The PI has extensive research experience with surfactant enhanced bioremediation of hydrophobic compounds. Her doctoral research focussed on the effect of nonionic surfactants in enhancing the solubility and biodegradation rates of phenanthrene, a PAH compound. Mathematical modeling of experimental data to elucidate the mechanisms involved in surfactant enhanced remediation of PAHs was also an integral part of the study. Her research results have led to 12 technical publications and a number of presentations.

At Rowan, the PI has conducted preliminary investigation on the biodegradability of nonionic surfactants when she received the Lindback Foundation’s Junior Faculty Award in 1997 and an undergraduate student stipend from the NJWRRI. Acclimated cultures were developed from mixed liquor collected from the local wastewater treatment plant. Batch biodegradation studies were conducted in the HACH BOD Trak apparatus with PC based data acquisition system. Two sophomore undergraduate students were involved with the following experiments:

· development of enrichment cultures,

· characterizing sorption of nonionic surfactants to a low organic carbon content sand (Penn sand), and

· characterizing biodegradability of nonionic APE surfactants.

To date, tests have been conducted to assess the biodegradability of two APE surfactants: Tergitol NP-10 and Triton X-114 (Sigma Chemicals, St. Louis, Mo). Tergitol NP-10 is a nonylphenol while Triton X-114 is an octylphenol ethoxylate. Surfactant concentrations were measured spectrophotometrically (Model DR2000, HACH Co., Loveland, CO.) and oxygen uptake rate was tracked by the HACH BOD Trak apparatus. Experiments were conducted at 20oC in an incubator. About 60% of the Tergitol surfactant was removed in about 18 days. Biodegradation intermediates of the surfactants were not identified in these experiments. The fate of the intermediates were also not studied. Batch sorption experiments were also conducted to characterize the sorptive properties of these surfactants to a sand with a very low organic carbon content. Results of this research were published and presented at last year’s annual conference of the Water Environment Federation (Jahan et al., 1998). Undergradauate students involved in this research won the best paper award at last year’s National Engineers’ week sponsored by the Delaware Valley Engineers Council and also won the first prize in a poster competition arranged by the New Jersey Water Environment Association.
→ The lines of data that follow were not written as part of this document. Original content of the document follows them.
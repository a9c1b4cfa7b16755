//! GPU device + surface management.
//!
//! This module is responsible for:
//! - creating the wgpu Instance/Adapter/Device/Queue
//! - creating & configuring the Surface (swapchain)
//! - acquiring frames, and encoders for work that never presents

mod gpu;

pub use gpu::{Gpu, GpuFrame, GpuInit, SurfaceErrorAction};
//! WGSL programs: source assembly, compile-time defines, naga validation and
//! reflection, cross-stage linking and hot reload.

mod compile;
mod defines;
mod error;
mod library;
mod link;
mod loader;
mod program;
mod source;
mod stage;

pub use compile::{compile_stage, BindingKind, CompiledStage, ReflectedBinding};
pub use defines::{DefineValue, Defines};
pub use error::ShaderError;
pub use library::{ReloadReport, ShaderLibrary};
pub use link::{link_stages, LinkedStages, Location};
pub use loader::{FsLoader, MemoryLoader, SourceLoader};
pub use program::{GpuProgram, LinkConfig, Program, ProgramSpec, ProgramStatus};
pub use source::assemble_source;
pub use stage::{StageKind, StageSource};
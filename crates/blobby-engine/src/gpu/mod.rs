//! Owning wrappers around wgpu resources.
//!
//! Each wrapper owns exactly one GPU handle which is released when the wrapper
//! drops. Binding is expressed through [`BindTable`], which hands out scoped
//! guards.

mod bind;
mod buffer;
mod error;
mod mesh;
mod texture;

pub use bind::{BindError, BindGuard, BindResource, BindTable};
pub use buffer::Buffer;
pub use error::ResourceError;
pub use mesh::{Mesh, QuadVertex, QUAD_INDICES, QUAD_VERTICES, SCREEN_VERTICES};
pub use texture::{Texture, TextureInfo, TextureKind};
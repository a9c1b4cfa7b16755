//! BlobbySpheres engine crate.
//!
//! Platform and GPU runtime (window, device, input, timing, logging) plus the
//! rendering core: resource wrappers, render-target assembly, the shader
//! program manager, camera and scene state, and the per-pixel list pipeline
//! that renders blended implicit spheres.

pub mod device;
pub mod window;
pub mod input;
pub mod time;
pub mod core;

pub mod logging;
pub mod render;

pub mod gpu;
pub mod framebuffer;
pub mod shader;
pub mod camera;
pub mod scene;
pub mod pipeline;
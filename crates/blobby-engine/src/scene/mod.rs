//! Scene store: sphere primitives in insertion order, their optional motion
//! state, and packing into the arrays the GPU mirrors.

mod entity;
mod store;

pub use entity::{EntityId, Physics, Sphere, World};
pub use store::{Scene, SceneConfig};
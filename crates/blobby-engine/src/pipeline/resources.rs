use crate::framebuffer::{Framebuffer, FramebufferBuilder};
use crate::gpu::{Buffer, Texture, TextureKind};

use super::error::PipelineError;
use super::layout::{ListEntry, ListLayout};

pub const POSITION_FORMAT: wgpu::TextureFormat = wgpu::TextureFormat::Rgba32Float;
pub const NORMAL_FORMAT: wgpu::TextureFormat = wgpu::TextureFormat::Rgba16Float;
pub const DEPTH_FORMAT: wgpu::TextureFormat = wgpu::TextureFormat::Depth32Float;

/// Ray distance written to the position target where nothing was hit.
pub const FAR_DEPTH: f32 = 1e20;

/// Clear values of the prepass color targets, by slot.
pub const PREPASS_CLEAR: [wgpu::Color; 2] = [
    wgpu::Color {
        r: 0.0,
        g: 0.0,
        b: 0.0,
        a: FAR_DEPTH as f64,
    },
    wgpu::Color::TRANSPARENT,
];

/// Color targets the prepass pipeline writes, by slot.
pub fn prepass_targets() -> Vec<Option<wgpu::ColorTargetState>> {
    [POSITION_FORMAT, NORMAL_FORMAT]
        .into_iter()
        .map(|format| {
            Some(wgpu::ColorTargetState {
                format,
                blend: None,
                write_mask: wgpu::ColorWrites::ALL,
            })
        })
        .collect()
}

/// Everything sized by the screen. Replaced as a whole on resize.
pub struct ScreenResources {
    layout: ListLayout,
    pub prepass: Framebuffer,
    pub cursors: Buffer<u32>,
    pub lists: Buffer<ListEntry>,
}

impl ScreenResources {
    pub fn new(device: &wgpu::Device, layout: ListLayout, max_binding_bytes: u64) -> Result<Self, PipelineError> {
        layout.check_limit(max_binding_bytes)?;

        let kind = TextureKind::D2 {
            width: layout.width,
            height: layout.height,
        };
        let sampled_target =
            wgpu::TextureUsages::RENDER_ATTACHMENT | wgpu::TextureUsages::TEXTURE_BINDING;

        let position = Texture::new(device, "blobby position", kind, POSITION_FORMAT, sampled_target)?;
        let normal = Texture::new(device, "blobby normal", kind, NORMAL_FORMAT, sampled_target)?;
        let depth = Texture::new(
            device,
            "blobby depth",
            kind,
            DEPTH_FORMAT,
            wgpu::TextureUsages::RENDER_ATTACHMENT,
        )?;

        let prepass = FramebufferBuilder::new("blobby prepass")
            .color_at(0, position)
            .color_at(1, normal)
            .depth(depth)
            .build()?;

        let cursors = Buffer::zeroed(
            device,
            "blobby list cursors",
            layout.pixel_count() as usize,
            wgpu::BufferUsages::STORAGE | wgpu::BufferUsages::COPY_DST,
        )?;
        let lists = Buffer::zeroed(
            device,
            "blobby lists",
            layout.list_len() as usize,
            wgpu::BufferUsages::STORAGE,
        )?;

        log::debug!(
            "screen resources {}x{} (capacity {}, {} list bytes)",
            layout.width,
            layout.height,
            layout.capacity,
            layout.list_bytes()
        );

        Ok(Self {
            layout,
            prepass,
            cursors,
            lists,
        })
    }

    pub fn layout(&self) -> ListLayout {
        self.layout
    }

    pub fn position(&self) -> Option<&Texture> {
        self.prepass.color(0)
    }

    pub fn normal(&self) -> Option<&Texture> {
        self.prepass.color(1)
    }
}

#[cfg(test)]
mod tests {
    use super::*;

    #[test]
    fn prepass_targets_match_slots() {
        let targets = prepass_targets();
        assert_eq!(targets.len(), PREPASS_CLEAR.len());
        assert_eq!(targets[0].as_ref().map(|t| t.format), Some(POSITION_FORMAT));
        assert_eq!(targets[1].as_ref().map(|t| t.format), Some(NORMAL_FORMAT));
    }

    #[test]
    fn position_clear_is_far_sentinel() {
        assert_eq!(PREPASS_CLEAR[0].a, FAR_DEPTH as f64);
        assert_ne!(PREPASS_CLEAR[0].a, 0.0);
    }
}
use glam::{Mat4, Quat, UVec2, Vec2, Vec3, Vec4Swizzles};

/// Distance from the scene origin at zoom 0. Zoom 1 puts the eye at the origin.
pub const CAMERA_DISTANCE: f32 = 2.0;

/// Perspective projection inputs.
#[derive(Debug, Copy, Clone, PartialEq)]
pub struct ProjectionParams {
    /// Vertical field of view in radians.
    pub fov_y: f32,
    pub aspect: f32,
    pub near: f32,
    pub far: f32,
}

impl Default for ProjectionParams {
    fn default() -> Self {
        Self {
            fov_y: 30f32.to_radians(),
            aspect: 800.0 / 600.0,
            near: 0.1,
            far: 100.0,
        }
    }
}

impl ProjectionParams {
    /// Same parameters with the aspect ratio of a `width`×`height` surface.
    pub fn for_size(self, width: u32, height: u32) -> Self {
        Self {
            aspect: width.max(1) as f32 / height.max(1) as f32,
            ..self
        }
    }

    pub fn matrix(&self) -> Mat4 {
        Mat4::perspective_rh(self.fov_y, self.aspect, self.near, self.far)
    }
}

/// Orbit inputs: Euler angles in radians and a zoom factor in [0, 1].
#[derive(Debug, Copy, Clone, PartialEq)]
pub struct ViewParams {
    pub yaw: f32,
    pub pitch: f32,
    pub zoom: f32,
}

impl Default for ViewParams {
    fn default() -> Self {
        Self {
            yaw: 0.0,
            pitch: 0.0,
            zoom: 0.5,
        }
    }
}

impl ViewParams {
    /// Pitch about X applied after yaw about Y, then pulled back along -Z
    /// by a distance interpolated from the zoom.
    pub fn matrix(&self) -> Mat4 {
        let rotation = (Quat::from_axis_angle(Vec3::X, self.pitch)
            * Quat::from_axis_angle(Vec3::Y, self.yaw))
        .normalize();
        let distance = CAMERA_DISTANCE * (1.0 - self.zoom.clamp(0.0, 1.0));
        Mat4::from_translation(Vec3::new(0.0, 0.0, -distance)) * Mat4::from_quat(rotation)
    }
}

/// A sphere's footprint on screen, in pixels (top-left origin).
#[derive(Debug, Copy, Clone, PartialEq)]
pub struct ScreenDisk {
    pub center: Vec2,
    pub radius: f32,
}

impl ScreenDisk {
    pub fn contains(&self, p: Vec2) -> bool {
        self.center.distance_squared(p) <= self.radius * self.radius
    }

    /// Inclusive pixel range overlapped by the disk, clipped to the screen.
    pub fn pixel_bounds(&self, screen: UVec2) -> Option<(UVec2, UVec2)> {
        if screen.x == 0 || screen.y == 0 {
            return None;
        }
        let max_px = (screen - UVec2::ONE).as_vec2();
        let lo = (self.center - Vec2::splat(self.radius)).floor();
        let hi = (self.center + Vec2::splat(self.radius)).ceil();
        if hi.x < 0.0 || hi.y < 0.0 || lo.x > max_px.x || lo.y > max_px.y {
            return None;
        }
        Some((
            lo.clamp(Vec2::ZERO, max_px).as_uvec2(),
            hi.clamp(Vec2::ZERO, max_px).as_uvec2(),
        ))
    }
}

/// Projection and view matrices with every derived product kept current.
///
/// Both setters recompute all derived matrices before returning, so the
/// combined matrices are never built from a stale factor. The model matrix
/// is the identity.
#[derive(Debug, Clone)]
pub struct Camera {
    projection_params: ProjectionParams,
    view_params: ViewParams,
    p: Mat4,
    p_inv: Mat4,
    v: Mat4,
    v_inv: Mat4,
    mvp: Mat4,
    mvp_inv: Mat4,
}

impl Default for Camera {
    fn default() -> Self {
        Self::new(ProjectionParams::default(), ViewParams::default())
    }
}

impl Camera {
    pub fn new(projection: ProjectionParams, view: ViewParams) -> Self {
        let mut camera = Self {
            projection_params: projection,
            view_params: view,
            p: Mat4::IDENTITY,
            p_inv: Mat4::IDENTITY,
            v: Mat4::IDENTITY,
            v_inv: Mat4::IDENTITY,
            mvp: Mat4::IDENTITY,
            mvp_inv: Mat4::IDENTITY,
        };
        camera.set_projection(projection);
        camera.set_view(view);
        camera
    }

    pub fn set_projection(&mut self, params: ProjectionParams) {
        self.projection_params = params;
        self.p = params.matrix();
        self.p_inv = self.p.inverse();
        self.combine();
    }

    pub fn set_view(&mut self, params: ViewParams) {
        self.view_params = params;
        self.v = params.matrix();
        self.v_inv = self.v.inverse();
        self.combine();
    }

    /// Updates the aspect ratio for a new surface size.
    pub fn resize(&mut self, width: u32, height: u32) {
        self.set_projection(self.projection_params.for_size(width, height));
    }

    fn combine(&mut self) {
        self.mvp = self.p * self.v;
        self.mvp_inv = self.mvp.inverse();
    }

    pub fn projection_params(&self) -> ProjectionParams {
        self.projection_params
    }

    pub fn view_params(&self) -> ViewParams {
        self.view_params
    }

    pub fn projection(&self) -> Mat4 {
        self.p
    }

    pub fn projection_inverse(&self) -> Mat4 {
        self.p_inv
    }

    pub fn view(&self) -> Mat4 {
        self.v
    }

    pub fn view_inverse(&self) -> Mat4 {
        self.v_inv
    }

    pub fn mvp(&self) -> Mat4 {
        self.mvp
    }

    pub fn mvp_inverse(&self) -> Mat4 {
        self.mvp_inv
    }

    /// Eye position in world space.
    pub fn eye(&self) -> Vec3 {
        self.v_inv.w_axis.xyz()
    }

    /// Screen-space footprint of a sphere on a `screen`-sized target.
    ///
    /// A sphere enclosing the eye covers the whole screen. A sphere entirely
    /// behind the near plane has no footprint.
    pub fn project_sphere(&self, center: Vec3, radius: f32, screen: UVec2) -> Option<ScreenDisk> {
        let size = screen.as_vec2();
        let view_pos = self.v.transform_point3(center);
        let depth = -view_pos.z;
        let dist_sq = view_pos.length_squared();

        if dist_sq <= radius * radius {
            return Some(ScreenDisk {
                center: size * 0.5,
                radius: size.length(),
            });
        }
        if depth + radius <= self.projection_params.near {
            return None;
        }

        let clip = self.p * view_pos.extend(1.0);
        if clip.w <= f32::EPSILON {
            return None;
        }
        let ndc = clip.xy() / clip.w;
        let center_px = Vec2::new((ndc.x + 1.0) * 0.5 * size.x, (1.0 - ndc.y) * 0.5 * size.y);

        // Tangent-cone extent: r / sqrt(d² - r²) scaled by the focal length in pixels.
        let focal_px = self.p.y_axis.y * size.y * 0.5;
        let extent = radius / (dist_sq - radius * radius).sqrt();
        Some(ScreenDisk {
            center: center_px,
            radius: extent * focal_px,
        })
    }
}

#[cfg(test)]
mod tests {
    use super::*;

    fn approx(a: Mat4, b: Mat4) -> bool {
        a.abs_diff_eq(b, 1e-4)
    }

    // ── projection ────────────────────────────────────────────────────────

    #[test]
    fn projection_times_inverse_is_identity() {
        for (fov, aspect, near, far) in [
            (30f32, 4.0 / 3.0, 0.1, 100.0),
            (90.0, 1.0, 0.01, 10.0),
            (10.0, 0.25, 1.0, 1000.0),
        ] {
            let mut cam = Camera::default();
            cam.set_projection(ProjectionParams {
                fov_y: fov.to_radians(),
                aspect,
                near,
                far,
            });
            assert!(approx(cam.projection() * cam.projection_inverse(), Mat4::IDENTITY));
        }
    }

    #[test]
    fn resize_changes_aspect_only() {
        let mut cam = Camera::default();
        let before = cam.projection_params();
        cam.resize(1920, 1080);
        let after = cam.projection_params();
        assert_eq!(after.fov_y, before.fov_y);
        assert!((after.aspect - 16.0 / 9.0).abs() < 1e-6);
    }

    #[test]
    fn zero_height_does_not_divide_by_zero() {
        let p = ProjectionParams::default().for_size(640, 0);
        assert_eq!(p.aspect, 640.0);
    }

    // ── combined matrices ─────────────────────────────────────────────────

    #[test]
    fn combined_matrices_follow_each_setter() {
        let mut cam = Camera::default();
        cam.set_view(ViewParams { yaw: 0.4, pitch: -0.2, zoom: 0.3 });
        assert!(approx(cam.mvp(), cam.projection() * cam.view()));
        assert!(approx(cam.mvp() * cam.mvp_inverse(), Mat4::IDENTITY));

        cam.resize(300, 900);
        assert!(approx(cam.mvp(), cam.projection() * cam.view()));
        assert!(approx(cam.view() * cam.view_inverse(), Mat4::IDENTITY));
    }

    #[test]
    fn default_eye_sits_on_positive_z() {
        let cam = Camera::default();
        assert!(cam.eye().abs_diff_eq(Vec3::new(0.0, 0.0, 1.0), 1e-5));
    }

    #[test]
    fn zoom_interpolates_distance() {
        let mut cam = Camera::default();
        cam.set_view(ViewParams { zoom: 0.0, ..ViewParams::default() });
        assert!((cam.eye().length() - CAMERA_DISTANCE).abs() < 1e-5);
        cam.set_view(ViewParams { zoom: 1.0, ..ViewParams::default() });
        assert!(cam.eye().length() < 1e-5);
    }

    #[test]
    fn yaw_orbits_around_y() {
        let mut cam = Camera::default();
        cam.set_view(ViewParams {
            yaw: std::f32::consts::FRAC_PI_2,
            ..ViewParams::default()
        });
        let eye = cam.eye();
        assert!(eye.y.abs() < 1e-5);
        assert!((eye.length() - 1.0).abs() < 1e-5);
        assert!(eye.z.abs() < 1e-5);
    }

    // ── projected footprint ───────────────────────────────────────────────

    #[test]
    fn origin_projects_to_screen_center() {
        let cam = Camera::default();
        let disk = cam.project_sphere(Vec3::ZERO, 0.1, UVec2::new(800, 600)).unwrap();
        assert!(disk.center.abs_diff_eq(Vec2::new(400.0, 300.0), 1e-3));
        assert!(disk.radius > 0.0);
    }

    #[test]
    fn larger_sphere_has_larger_footprint() {
        let cam = Camera::default();
        let screen = UVec2::new(800, 600);
        let small = cam.project_sphere(Vec3::ZERO, 0.05, screen).unwrap();
        let large = cam.project_sphere(Vec3::ZERO, 0.1, screen).unwrap();
        assert!(large.radius > small.radius);
    }

    #[test]
    fn sphere_behind_eye_has_no_footprint() {
        let cam = Camera::default();
        assert!(cam.project_sphere(Vec3::new(0.0, 0.0, 3.0), 0.1, UVec2::new(800, 600)).is_none());
    }

    #[test]
    fn enclosing_sphere_covers_screen() {
        let cam = Camera::default();
        let disk = cam.project_sphere(Vec3::new(0.0, 0.0, 1.0), 0.5, UVec2::new(800, 600)).unwrap();
        let (lo, hi) = disk.pixel_bounds(UVec2::new(800, 600)).unwrap();
        assert_eq!(lo, UVec2::ZERO);
        assert_eq!(hi, UVec2::new(799, 599));
    }

    #[test]
    fn pixel_bounds_clip_offscreen() {
        let disk = ScreenDisk { center: Vec2::new(-50.0, 10.0), radius: 5.0 };
        assert!(disk.pixel_bounds(UVec2::new(100, 100)).is_none());

        let disk = ScreenDisk { center: Vec2::new(2.0, 2.0), radius: 5.0 };
        assert_eq!(disk.pixel_bounds(UVec2::new(100, 100)), Some((UVec2::ZERO, UVec2::new(7, 7))));
    }
}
The PI was contacted by the Rahway Valley Sewerage Authority to study the occurrence of nonionic surfactants and their effect on foaming in their wastewater treatment plant. Nonionic surfactant concentrationsas CTAS (Standard Methods, 1998) were monitored at various locations of the plant. Foaming potential of commercial surfactants were also evaluated using the method outlined by Ho and Jenkins (1997). Results from this study indicated that the plant only removes 70% of the surfactants. The removal efficiency is much lower than that reported by European researchers (Giger, 1988). Research results were presented at this year’s Annual Water Environment Federation Conference at New Orleans, Louisiana (Jahan et. al., 1999). The sludge at the RVSA facility was not monitored for residual surfactant concentrations.

The PI has been awarded a grant from the Northeast Hazarodous Substance Research Center for conducting laboratory experiments on the fate and transport of nonionic surfactants. Experiments are in progress to assess the biodegradability of nonylphenol using acclimated cultures from wstewater. An abstract on the results of this work has been submitted for next year’s annual conference of the Water Environment Federation. This grant however does not include support for studying the occurrence of NPEs in local wastewater treatment plants and their river outfalls. Therefore this proposal if funded, will complement the PI’s current research and help in establishing a baseline for surfactants in the state of New Jersey.

Study Design and Experimental Approach

A team consisting of the Principal Investigator, one graduate and one undergraduate student will conduct the proposed research activities. The overall research plan, which is intimately involved with the educational objectives described in the following section, will consist of the following components:

  1. Selection of rivers and wastewater treatment plants representative of high, moderate and low concentration of NPEs.

  2. Identify sampling points within the wastewater treatment plant to evaluate the physical, chemical and biological removal processes.

  3. Collect and analyze wastewater and sludge samples at select WWTPs

  4. Identify sampling points for river water in the major rivers (such as Delaware, Egg Harbor, Raritan) receiving industrial discharges containing APEs.

  5. Collect and analyze river water and sediments.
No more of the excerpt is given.